Stored entries:
----

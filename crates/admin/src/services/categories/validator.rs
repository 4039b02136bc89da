//! Structural safety checks for tree mutations.

use std::collections::HashSet;

use tracing::warn;

use backoffice_core::CategoryId;

use super::{CategoryError, CycleCheck};
use crate::db::CategoryRepository;

/// Rejects mutations that would corrupt the tree.
pub struct TreeMutationValidator<'r, R> {
    repo: &'r R,
    cycle_check: CycleCheck,
}

impl<'r, R: CategoryRepository> TreeMutationValidator<'r, R> {
    #[must_use]
    pub const fn new(repo: &'r R, cycle_check: CycleCheck) -> Self {
        Self { repo, cycle_check }
    }

    /// Check that `node` may be placed under `new_parent`.
    ///
    /// Always rejects self-parenting. Under [`CycleCheck::Deep`] it also walks
    /// the prospective parent's chain and rejects moves under a descendant.
    /// A missing parent is not reported here.
    ///
    /// # Errors
    ///
    /// Returns `CategoryError::InvalidParent` for a cyclic placement.
    pub async fn check_parent(
        &self,
        node: CategoryId,
        new_parent: CategoryId,
    ) -> Result<(), CategoryError> {
        if node == new_parent {
            return Err(CategoryError::InvalidParent(
                "Category cannot be its own parent".to_string(),
            ));
        }

        if self.cycle_check == CycleCheck::Shallow {
            return Ok(());
        }

        let mut visited = HashSet::new();
        let mut current = Some(new_parent);

        while let Some(id) = current {
            if id == node {
                return Err(CategoryError::InvalidParent(
                    "Category cannot be moved under one of its own subcategories".to_string(),
                ));
            }
            if !visited.insert(id) {
                // Pre-existing loop that does not involve `node`.
                warn!(category_id = %id, "Parent chain already contains a cycle");
                break;
            }
            current = match self.repo.find_by_id(id).await? {
                Some(category) => category.parent_id,
                None => None,
            };
        }

        Ok(())
    }

    /// Check that `node` has no children and may be deleted.
    ///
    /// # Errors
    ///
    /// Returns `CategoryError::HasChildren` with the direct child count.
    pub async fn check_delete(&self, node: CategoryId) -> Result<(), CategoryError> {
        let count = self.repo.count_children(node).await?;
        if count > 0 {
            return Err(CategoryError::HasChildren { count });
        }
        Ok(())
    }
}
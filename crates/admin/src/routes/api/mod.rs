//! API route handlers for admin.
//!
//! JSON endpoints share one response envelope: `success` plus either `data`
//! or a `message`.

pub mod categories;

use axum::Router;

use crate::state::AppState;

/// Build the complete API router.
pub fn router() -> Router<AppState> {
    Router::new().merge(categories::router())
}
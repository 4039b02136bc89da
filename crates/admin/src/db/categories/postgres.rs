//! `PostgreSQL` category repository.
//!
//! Queries are built at runtime with bound parameters; the only interpolated
//! SQL is the `ORDER BY` clause, which comes from a closed set of columns.

use std::collections::HashSet;

use chrono::{DateTime, Utc};
use sqlx::{PgPool, Postgres, Transaction};
use sqlx::types::Json;
use tracing::{debug, instrument};

use backoffice_core::{AncestorRef, Category, CategoryId, Slug};

use super::{CategoryRecord, CategoryRepository, PathRewrite};
use crate::db::RepositoryError;
use crate::models::category::{CategoryFilter, CategoryQuery};

const SLUG_UNIQUE_CONSTRAINT: &str = "categories_slug_key";
const PARENT_FK_CONSTRAINT: &str = "categories_parent_id_fkey";

const CATEGORY_COLUMNS: &str = "id, name, slug, description, image, parent_id, ancestors, level, \
     sort_order, is_active, meta_title, meta_description, created_at, updated_at";

// Shared by list and count so both see the same rows.
const FILTER_CLAUSE: &str = r"
    ($1::text IS NULL
        OR strpos(lower(name), lower($1)) > 0
        OR strpos(lower(description), lower($1)) > 0
        OR strpos(lower(slug), lower($1)) > 0)
    AND ($2::int IS NULL OR level = $2)
    AND ($3::bool IS NULL OR is_active = $3)
";

// =============================================================================
// Internal Row Types
// =============================================================================

/// Internal row type for `admin.categories` queries.
#[derive(Debug, sqlx::FromRow)]
struct CategoryRow {
    id: i32,
    name: String,
    slug: String,
    description: String,
    image: String,
    parent_id: Option<i32>,
    ancestors: Json<Vec<AncestorRef>>,
    level: i32,
    sort_order: i32,
    is_active: bool,
    meta_title: String,
    meta_description: String,
    created_at: DateTime<Utc>,
    updated_at: DateTime<Utc>,
}

impl TryFrom<CategoryRow> for Category {
    type Error = RepositoryError;

    fn try_from(row: CategoryRow) -> Result<Self, Self::Error> {
        let slug = Slug::parse(&row.slug).map_err(|e| {
            RepositoryError::DataCorruption(format!("invalid slug '{}' in database: {e}", row.slug))
        })?;

        Ok(Self {
            id: CategoryId::new(row.id),
            name: row.name,
            slug,
            description: row.description,
            image: row.image,
            parent_id: row.parent_id.map(CategoryId::new),
            ancestors: row.ancestors.0,
            level: row.level,
            sort_order: row.sort_order,
            is_active: row.is_active,
            meta_title: row.meta_title,
            meta_description: row.meta_description,
            created_at: row.created_at,
            updated_at: row.updated_at,
        })
    }
}

fn into_categories(rows: Vec<CategoryRow>) -> Result<Vec<Category>, RepositoryError> {
    rows.into_iter().map(Category::try_from).collect()
}

/// Map constraint violations on insert/update to repository errors.
fn map_write_error(e: sqlx::Error, record: &CategoryRecord) -> RepositoryError {
    if let sqlx::Error::Database(ref db_err) = e {
        match db_err.constraint() {
            Some(SLUG_UNIQUE_CONSTRAINT) => {
                return RepositoryError::DuplicateSlug(record.slug.to_string());
            }
            Some(PARENT_FK_CONSTRAINT) => {
                return RepositoryError::Conflict("parent category no longer exists".to_string());
            }
            _ => {}
        }
    }
    RepositoryError::Database(e)
}

async fn apply_rewrites(
    tx: &mut Transaction<'_, Postgres>,
    rewrites: &[PathRewrite],
) -> Result<u64, RepositoryError> {
    let mut changed = 0;

    for rewrite in rewrites {
        let result = sqlx::query(
            r"
            UPDATE admin.categories
            SET ancestors = $2, level = $3, updated_at = NOW()
            WHERE id = $1
            ",
        )
        .bind(rewrite.id)
        .bind(Json(&rewrite.ancestors))
        .bind(rewrite.level)
        .execute(&mut **tx)
        .await?;

        changed += result.rows_affected();
    }

    Ok(changed)
}

// =============================================================================
// Repository
// =============================================================================

/// Repository for category database operations.
pub struct PgCategoryRepository<'a> {
    pool: &'a PgPool,
}

impl<'a> PgCategoryRepository<'a> {
    /// Create a new category repository.
    #[must_use]
    pub const fn new(pool: &'a PgPool) -> Self {
        Self { pool }
    }
}

impl CategoryRepository for PgCategoryRepository<'_> {
    #[instrument(skip(self))]
    async fn find_by_id(&self, id: CategoryId) -> Result<Option<Category>, RepositoryError> {
        let row = sqlx::query_as::<_, CategoryRow>(&format!(
            "SELECT {CATEGORY_COLUMNS} FROM admin.categories WHERE id = $1"
        ))
        .bind(id)
        .fetch_optional(self.pool)
        .await?;

        row.map(Category::try_from).transpose()
    }

    #[instrument(skip(self))]
    async fn find_by_parent(
        &self,
        parent_id: Option<CategoryId>,
    ) -> Result<Vec<Category>, RepositoryError> {
        let rows = sqlx::query_as::<_, CategoryRow>(&format!(
            r"
            SELECT {CATEGORY_COLUMNS}
            FROM admin.categories
            WHERE parent_id IS NOT DISTINCT FROM $1
            ORDER BY sort_order ASC, name ASC, id ASC
            "
        ))
        .bind(parent_id)
        .fetch_all(self.pool)
        .await?;

        into_categories(rows)
    }

    #[instrument(skip(self))]
    async fn count_children(&self, id: CategoryId) -> Result<i64, RepositoryError> {
        let count: i64 =
            sqlx::query_scalar("SELECT COUNT(*) FROM admin.categories WHERE parent_id = $1")
                .bind(id)
                .fetch_one(self.pool)
                .await?;

        Ok(count)
    }

    #[instrument(skip(self), fields(base = %base))]
    async fn taken_slugs(
        &self,
        base: &Slug,
        exclude: Option<CategoryId>,
    ) -> Result<HashSet<String>, RepositoryError> {
        // Slugs are [a-z0-9-] only, so the LIKE pattern needs no escaping.
        let slugs: Vec<String> = sqlx::query_scalar(
            r"
            SELECT slug FROM admin.categories
            WHERE (slug = $1 OR slug LIKE $2)
              AND ($3::int IS NULL OR id <> $3)
            ",
        )
        .bind(base.as_str())
        .bind(format!("{base}-%"))
        .bind(exclude)
        .fetch_all(self.pool)
        .await?;

        debug!(count = slugs.len(), "Loaded taken slugs");
        Ok(slugs.into_iter().collect())
    }

    #[instrument(skip(self))]
    async fn list(&self, query: &CategoryQuery) -> Result<Vec<Category>, RepositoryError> {
        let column = query.sort.field.column();
        let direction = query.sort.direction.keyword();
        let sql = format!(
            r"
            SELECT {CATEGORY_COLUMNS}
            FROM admin.categories
            WHERE {FILTER_CLAUSE}
            ORDER BY {column} {direction}, id {direction}
            LIMIT $4 OFFSET $5
            "
        );

        let rows = sqlx::query_as::<_, CategoryRow>(&sql)
            .bind(query.filter.search.as_deref())
            .bind(query.filter.level)
            .bind(query.filter.is_active)
            .bind(query.limit)
            .bind(query.offset)
            .fetch_all(self.pool)
            .await?;

        into_categories(rows)
    }

    #[instrument(skip(self))]
    async fn count(&self, filter: &CategoryFilter) -> Result<i64, RepositoryError> {
        let count: i64 = sqlx::query_scalar(&format!(
            "SELECT COUNT(*) FROM admin.categories WHERE {FILTER_CLAUSE}"
        ))
        .bind(filter.search.as_deref())
        .bind(filter.level)
        .bind(filter.is_active)
        .fetch_one(self.pool)
        .await?;

        Ok(count)
    }

    #[instrument(skip(self, record), fields(slug = %record.slug))]
    async fn create(&self, record: &CategoryRecord) -> Result<Category, RepositoryError> {
        let row = sqlx::query_as::<_, CategoryRow>(&format!(
            r"
            INSERT INTO admin.categories (
                name, slug, description, image, parent_id, ancestors, level,
                sort_order, is_active, meta_title, meta_description
            )
            VALUES ($1, $2, $3, $4, $5, $6, $7, $8, $9, $10, $11)
            RETURNING {CATEGORY_COLUMNS}
            "
        ))
        .bind(&record.name)
        .bind(record.slug.as_str())
        .bind(&record.description)
        .bind(&record.image)
        .bind(record.parent_id)
        .bind(Json(&record.ancestors))
        .bind(record.level)
        .bind(record.sort_order)
        .bind(record.is_active)
        .bind(&record.meta_title)
        .bind(&record.meta_description)
        .fetch_one(self.pool)
        .await
        .map_err(|e| map_write_error(e, record))?;

        row.try_into()
    }

    #[instrument(
        skip(self, record, descendant_paths),
        fields(slug = %record.slug, descendants = descendant_paths.len())
    )]
    async fn update(
        &self,
        id: CategoryId,
        record: &CategoryRecord,
        descendant_paths: &[PathRewrite],
    ) -> Result<Category, RepositoryError> {
        let mut tx = self.pool.begin().await?;

        let row = sqlx::query_as::<_, CategoryRow>(&format!(
            r"
            UPDATE admin.categories
            SET
                name = $2,
                slug = $3,
                description = $4,
                image = $5,
                parent_id = $6,
                ancestors = $7,
                level = $8,
                sort_order = $9,
                is_active = $10,
                meta_title = $11,
                meta_description = $12,
                updated_at = NOW()
            WHERE id = $1
            RETURNING {CATEGORY_COLUMNS}
            "
        ))
        .bind(id)
        .bind(&record.name)
        .bind(record.slug.as_str())
        .bind(&record.description)
        .bind(&record.image)
        .bind(record.parent_id)
        .bind(Json(&record.ancestors))
        .bind(record.level)
        .bind(record.sort_order)
        .bind(record.is_active)
        .bind(&record.meta_title)
        .bind(&record.meta_description)
        .fetch_optional(&mut *tx)
        .await
        .map_err(|e| map_write_error(e, record))?
        .ok_or(RepositoryError::NotFound)?;

        let changed = apply_rewrites(&mut tx, descendant_paths).await?;
        tx.commit().await?;

        if changed > 0 {
            debug!(changed, "Rewrote descendant paths");
        }
        row.try_into()
    }

    #[instrument(skip(self, rewrites), fields(count = rewrites.len()))]
    async fn rewrite_paths(&self, rewrites: &[PathRewrite]) -> Result<u64, RepositoryError> {
        let mut tx = self.pool.begin().await?;
        let changed = apply_rewrites(&mut tx, rewrites).await?;
        tx.commit().await?;
        Ok(changed)
    }

    #[instrument(skip(self))]
    async fn delete(&self, id: CategoryId) -> Result<bool, RepositoryError> {
        let result = sqlx::query("DELETE FROM admin.categories WHERE id = $1")
            .bind(id)
            .execute(self.pool)
            .await
            .map_err(|e| {
                if let sqlx::Error::Database(ref db_err) = e
                    && db_err.constraint() == Some(PARENT_FK_CONSTRAINT)
                {
                    return RepositoryError::Conflict(
                        "category still has subcategories".to_string(),
                    );
                }
                RepositoryError::Database(e)
            })?;

        Ok(result.rows_affected() > 0)
    }
}
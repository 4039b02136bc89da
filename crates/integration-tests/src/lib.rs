//! Integration tests for the Backoffice.
//!
//! # Running Tests
//!
//! ```bash
//! # Service scenarios (no external dependencies)
//! cargo test -p backoffice-integration-tests
//!
//! # HTTP tests against a running admin server with a migrated database
//! cargo run -p backoffice-cli -- migrate
//! cargo run -p backoffice-admin &
//! cargo test -p backoffice-integration-tests -- --ignored
//! ```
//!
//! # Test Categories
//!
//! - `categories_service` - Category tree scenarios on the in-memory repository
//! - `admin_categories_api` - Category JSON API over HTTP

use backoffice_admin::config::CategoryConfig;
use backoffice_admin::db::InMemoryCategoryRepository;
use backoffice_admin::models::CreateCategoryInput;
use backoffice_admin::services::{CategoryService, TreePolicy};
use backoffice_core::CategoryId;

/// Service over an empty in-memory repository with default policy.
#[must_use]
pub fn memory_service() -> CategoryService<InMemoryCategoryRepository> {
    memory_service_with(TreePolicy::default())
}

/// Service over an empty in-memory repository with `policy`.
#[must_use]
pub fn memory_service_with(policy: TreePolicy) -> CategoryService<InMemoryCategoryRepository> {
    CategoryService::new(
        InMemoryCategoryRepository::new(),
        CategoryConfig {
            policy,
            ..CategoryConfig::default()
        },
    )
}

/// Create input for a category named `name` under `parent`.
#[must_use]
pub fn category_input(name: &str, parent: Option<CategoryId>) -> CreateCategoryInput {
    CreateCategoryInput {
        name: name.to_string(),
        parent_id: parent,
        ..CreateCategoryInput::default()
    }
}

/// Base URL for admin API (configurable via environment).
#[must_use]
pub fn admin_base_url() -> String {
    std::env::var("ADMIN_BASE_URL").unwrap_or_else(|_| "http://localhost:3001".to_string())
}
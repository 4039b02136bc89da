//! Business logic services for admin.
//!
//! # Services
//!
//! - `categories` - Category tree: slugs, materialized paths, safe mutations

pub mod categories;

pub use categories::{CategoryError, CategoryService, CycleCheck, TreePolicy};
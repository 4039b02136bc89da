//! CLI subcommands.

pub mod categories;
pub mod migrate;

use secrecy::SecretString;

/// Errors shared by commands that talk to the admin database.
#[derive(Debug, thiserror::Error)]
pub enum CommandError {
    #[error("Missing environment variable: {0}")]
    MissingEnvVar(&'static str),

    #[error("Database error: {0}")]
    Database(#[from] sqlx::Error),

    #[error("Migration error: {0}")]
    Migration(#[from] sqlx::migrate::MigrateError),

    #[error("Configuration error: {0}")]
    Config(#[from] backoffice_admin::config::ConfigError),

    #[error("Category error: {0}")]
    Category(#[from] backoffice_admin::services::CategoryError),
}

/// Admin database URL, falling back to the generic `DATABASE_URL`.
fn admin_database_url() -> Result<SecretString, CommandError> {
    dotenvy::dotenv().ok();

    std::env::var("ADMIN_DATABASE_URL")
        .or_else(|_| std::env::var("DATABASE_URL"))
        .map(SecretString::from)
        .map_err(|_| CommandError::MissingEnvVar("ADMIN_DATABASE_URL"))
}
//! Backoffice admin - category management API.
//!
//! This binary serves the admin JSON API on port 3001.
//!
//! # Security
//!
//! **The API has no authentication layer of its own.** It binds to 127.0.0.1
//! by default and must only be reachable through the authenticating proxy.
//!
//! # Architecture
//!
//! - Axum web framework
//! - `PostgreSQL` for the category tree (`admin.categories`)
//! - Sentry for error tracking

#![cfg_attr(not(test), forbid(unsafe_code))]

use std::time::Duration;

use axum::body::Body;
use axum::extract::State;
use axum::http::StatusCode;
use axum::{Router, routing::get};
use axum_server::Handle;
use axum_server::tls_rustls::RustlsConfig;
use secrecy::ExposeSecret;
use sentry::integrations::tracing as sentry_tracing;
use tower_http::trace::{DefaultOnResponse, OnResponse, TraceLayer};
use tracing::Span;
use tracing_subscriber::{layer::SubscriberExt, util::SubscriberInitExt};

use backoffice_admin::config::AdminConfig;
use backoffice_admin::state::AppState;
use backoffice_admin::{db, routes};

/// Initialize Sentry error tracking and return guard that must be kept alive.
fn init_sentry(config: &AdminConfig) -> Option<sentry::ClientInitGuard> {
    let dsn = config.sentry_dsn.as_ref()?;

    let guard = sentry::init((
        dsn.as_str(),
        sentry::ClientOptions {
            release: sentry::release_name!(),
            environment: config
                .sentry_environment
                .clone()
                .map(std::borrow::Cow::Owned),
            sample_rate: config.sentry_sample_rate,
            traces_sample_rate: config.sentry_traces_sample_rate,
            attach_stacktrace: true,
            ..Default::default()
        },
    ));

    tracing::info!("Sentry initialized");
    Some(guard)
}

const SHUTDOWN_GRACE: Duration = Duration::from_secs(30);

/// Filter tracing events to Sentry event types.
fn sentry_event_filter(metadata: &tracing::Metadata<'_>) -> sentry_tracing::EventFilter {
    match *metadata.level() {
        tracing::Level::ERROR | tracing::Level::WARN => sentry_tracing::EventFilter::Event,
        tracing::Level::INFO | tracing::Level::DEBUG => sentry_tracing::EventFilter::Breadcrumb,
        _ => sentry_tracing::EventFilter::Ignore,
    }
}

fn init_tracing(config: &AdminConfig) {
    let env_filter = tracing_subscriber::EnvFilter::try_from_default_env()
        .unwrap_or_else(|_| "backoffice_admin=info,tower_http=debug".into());

    let json_layer = config
        .json_logs
        .then(|| tracing_subscriber::fmt::layer().json().flatten_event(true));
    let text_layer = (!config.json_logs).then(tracing_subscriber::fmt::layer);

    tracing_subscriber::registry()
        .with(env_filter)
        .with(json_layer)
        .with(text_layer)
        .with(sentry_tracing::layer().event_filter(sentry_event_filter))
        .init();
}

/// Records status and latency on the request span.
fn record_response(response: &axum::http::Response<Body>, latency: Duration, span: &Span) {
    span.record("status", response.status().as_u16());
    span.record(
        "latency_ms",
        u64::try_from(latency.as_millis()).unwrap_or(u64::MAX),
    );
    DefaultOnResponse::default().on_response(response, latency, span);
}

fn build_app(state: AppState) -> Router {
    let trace = TraceLayer::new_for_http()
        .make_span_with(|request: &axum::http::Request<_>| {
            tracing::info_span!(
                "http_request",
                method = %request.method(),
                uri = %request.uri(),
                status = tracing::field::Empty,
                latency_ms = tracing::field::Empty,
            )
        })
        .on_response(record_response);

    Router::new()
        .route("/health", get(health))
        .route("/health/ready", get(readiness))
        .merge(routes::routes())
        .layer(trace)
        .with_state(state)
        .layer(sentry_tower::NewSentryLayer::new_from_top())
        .layer(sentry_tower::SentryHttpLayer::new().enable_transaction())
}

#[tokio::main]
async fn main() {
    rustls::crypto::ring::default_provider()
        .install_default()
        .expect("Failed to install rustls crypto provider");

    let config = AdminConfig::from_env().expect("Failed to load configuration");

    // Sentry must be up before the subscriber so its layer has a client.
    let _sentry_guard = init_sentry(&config);
    init_tracing(&config);

    tracing::info!(
        cycle_check = %config.categories.policy.cycle_check,
        cascade_paths = config.categories.policy.cascade_paths,
        slug_retries = config.categories.policy.slug_retries,
        "Category policy loaded"
    );

    // Schema changes go through `bo-cli migrate`, never on startup.
    let pool = db::create_pool(&config.database_url)
        .await
        .expect("Failed to create database pool");

    let addr = config.socket_addr();
    let app = build_app(AppState::new(config.clone(), pool));

    if let Some(tls) = &config.tls {
        let rustls_config = RustlsConfig::from_pem(
            tls.cert_pem.as_bytes().to_vec(),
            tls.key_pem.expose_secret().as_bytes().to_vec(),
        )
        .await
        .expect("Failed to load TLS certificates");

        let handle = Handle::new();
        let shutdown = handle.clone();
        tokio::spawn(async move {
            shutdown_signal().await;
            shutdown.graceful_shutdown(Some(SHUTDOWN_GRACE));
        });

        tracing::info!(%addr, base_url = %config.base_url, "Category API listening (TLS)");
        axum_server::bind_rustls(addr, rustls_config)
            .handle(handle)
            .serve(app.into_make_service())
            .await
            .expect("Server error");
    } else {
        let listener = tokio::net::TcpListener::bind(addr)
            .await
            .expect("Failed to bind to address");

        tracing::info!(%addr, base_url = %config.base_url, "Category API listening");
        axum::serve(listener, app)
            .with_graceful_shutdown(shutdown_signal())
            .await
            .expect("Server error");
    }
}

/// Liveness health check endpoint.
///
/// Returns "ok" if the server is running. Does not check dependencies.
async fn health() -> &'static str {
    "ok"
}

/// Readiness health check endpoint.
///
/// Returns 503 Service Unavailable if the database is not reachable.
async fn readiness(State(state): State<AppState>) -> StatusCode {
    match sqlx::query("SELECT 1").fetch_one(state.pool()).await {
        Ok(_) => StatusCode::OK,
        Err(_) => StatusCode::SERVICE_UNAVAILABLE,
    }
}

/// Wait for shutdown signal (Ctrl+C or SIGTERM).
async fn shutdown_signal() {
    let ctrl_c = async {
        tokio::signal::ctrl_c()
            .await
            .expect("Failed to install Ctrl+C handler");
    };

    #[cfg(unix)]
    let terminate = async {
        tokio::signal::unix::signal(tokio::signal::unix::SignalKind::terminate())
            .expect("Failed to install signal handler")
            .recv()
            .await;
    };

    #[cfg(not(unix))]
    let terminate = std::future::pending::<()>();

    tokio::select! {
        () = ctrl_c => {},
        () = terminate => {},
    }

    tracing::info!("Shutdown signal received, starting graceful shutdown");
}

----

[Your goal] The answer must be every line of the data that holds the word "PgCategoryRepository".

[Expected answer]
pub struct PgCategoryRepository<'a> {
impl<'a> PgCategoryRepository<'a> {
impl CategoryRepository for PgCategoryRepository<'_> {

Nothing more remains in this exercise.